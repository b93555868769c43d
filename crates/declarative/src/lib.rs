//! # Declarative
//!
//! Declarative provisioning of network and compute topologies.
//!
//! A stack is declared as a [`Topology`] of typed resources (networks,
//! subnets, security groups, instances, load balancers, auto-scaling groups,
//! IAM roles, gateway endpoints). The planner orders them by dependency, and
//! the applier converges a [`Provider`] to the declared state.
//!
//! ## Core Concepts
//!
//! - **Topology**: declared resources plus their dependency edges
//! - **Plan**: operations in dependency order, built by [`build_plan`]
//! - **Provider**: CRUD per resource kind, behind the [`Capability`] trait
//! - **Applier**: [`apply`] runs a plan in parallel waves, skipping the
//!   dependents of anything that fails
//! - **Outputs**: named attributes read from applied state by [`collect`]
//!
//! ## Example
//!
//! ```ignore
//! use declarative::{
//!     ApplyOptions, NoProgress, StackContext, Topology, apply, build_plan,
//! };
//!
//! let mut topology = Topology::new(StackContext::new("demo", "us-east-1", "123456789012"));
//! topology.add_resource("vpc", network_spec, &[])?;
//! topology.add_resource("web", instance_spec, &[])?;
//! topology.validate()?;
//!
//! let plan = build_plan(&topology)?;
//! let report = apply(&plan, &provider, &ApplyOptions::default(), &mut NoProgress)?;
//! println!("{:?}", report.summary());
//! ```

pub mod cidr;
pub mod context;
pub mod diff;
pub mod error;
pub mod executor;
pub mod outputs;
pub mod planner;
pub mod provider;
pub mod resource;
pub mod retry;
pub mod topology;
pub mod types;

pub use cidr::{Cidr, CidrError};
pub use context::{NoProgress, ProgressCallback, StackContext};
pub use diff::{Change, DiffSummary, PlanDiff, PlannedChange, change_for, group_by_kind, reconcile};
pub use error::{ConfigError, CycleError, Error, ErrorCategory, ProviderError, Result};
pub use executor::{ApplyOptions, ApplyReport, ApplySummary, OperationReport, Outcome, apply};
pub use outputs::{CollectedOutputs, OutputSpec, collect};
pub use planner::{Action, Operation, Plan, build_destroy_plan, build_plan};
pub use provider::{Capability, Provider, ProviderRegistry};
pub use resource::Resource;
pub use retry::{Attempted, RetryConfig, with_retry};
pub use topology::Topology;
pub use types::{
    AppliedState, AutoScalingGroupConfig, Capacity, Fingerprint, GatewayEndpointConfig,
    IamRoleConfig, IngressRule, InstanceConfig, InstanceProfileConfig, LaunchTemplateConfig,
    Listener, ListenerProtocol, LoadBalancerConfig, NetworkConfig, ObservedResource, Protocol,
    Reference, ResourceId, ResourceKind, ResourceSpec, RuleSource, ScalingMetric, ScalingPolicy,
    SecurityGroupConfig, SubnetConfig, SubnetTier, TargetGroupConfig, UserData,
};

--------------------------------------------------

- [WORK REQUEST]:
Extract each line from the listing above, please, and repeat it exactly.

- [WRITTEN ANSWER]:
repository b93555868769c43d
filename crates/declarative/src/lib.rs
//! # Declarative
//!
//! Declarative provisioning of network and compute topologies.
//!
//! A stack is declared as a [`Topology`] of typed resources (networks,
//! subnets, security groups, instances, load balancers, auto-scaling groups,
//! IAM roles, gateway endpoints). The planner orders them by dependency, and
//! the applier converges a [`Provider`] to the declared state.
//!
//! ## Core Concepts
//!
//! - **Topology**: declared resources plus their dependency edges
//! - **Plan**: operations in dependency order, built by [`build_plan`]
//! - **Provider**: CRUD per resource kind, behind the [`Capability`] trait
//! - **Applier**: [`apply`] runs a plan in parallel waves, skipping the
//!   dependents of anything that fails
//! - **Outputs**: named attributes read from applied state by [`collect`]
//!
//! ## Example
//!
//! ```ignore
//! use declarative::{
//!     ApplyOptions, NoProgress, StackContext, Topology, apply, build_plan,
//! };
//!
//! let mut topology = Topology::new(StackContext::new("demo", "us-east-1", "123456789012"));
//! topology.add_resource("vpc", network_spec, &[])?;
//! topology.add_resource("web", instance_spec, &[])?;
//! topology.validate()?;
//!
//! let plan = build_plan(&topology)?;
//! let report = apply(&plan, &provider, &ApplyOptions::default(), &mut NoProgress)?;
//! println!("{:?}", report.summary());
//! ```

pub mod cidr;
pub mod context;
pub mod diff;
pub mod error;
pub mod executor;
pub mod outputs;
pub mod planner;
pub mod provider;
pub mod resource;
pub mod retry;
pub mod topology;
pub mod types;

pub use cidr::{Cidr, CidrError};
pub use context::{NoProgress, ProgressCallback, StackContext};
pub use diff::{Change, DiffSummary, PlanDiff, PlannedChange, change_for, group_by_kind, reconcile};
pub use error::{ConfigError, CycleError, Error, ErrorCategory, ProviderError, Result};
pub use executor::{ApplyOptions, ApplyReport, ApplySummary, OperationReport, Outcome, apply};
pub use outputs::{CollectedOutputs, OutputSpec, collect};
pub use planner::{Action, Operation, Plan, build_destroy_plan, build_plan};
pub use provider::{Capability, Provider, ProviderRegistry};
pub use resource::Resource;
pub use retry::{Attempted, RetryConfig, with_retry};
pub use topology::Topology;
pub use types::{
    AppliedState, AutoScalingGroupConfig, Capacity, Fingerprint, GatewayEndpointConfig,
    IamRoleConfig, IngressRule, InstanceConfig, InstanceProfileConfig, LaunchTemplateConfig,
    Listener, ListenerProtocol, LoadBalancerConfig, NetworkConfig, ObservedResource, Protocol,
    Reference, ResourceId, ResourceKind, ResourceSpec, RuleSource, ScalingMetric, ScalingPolicy,
    SecurityGroupConfig, SubnetConfig, SubnetTier, TargetGroupConfig, UserData,
};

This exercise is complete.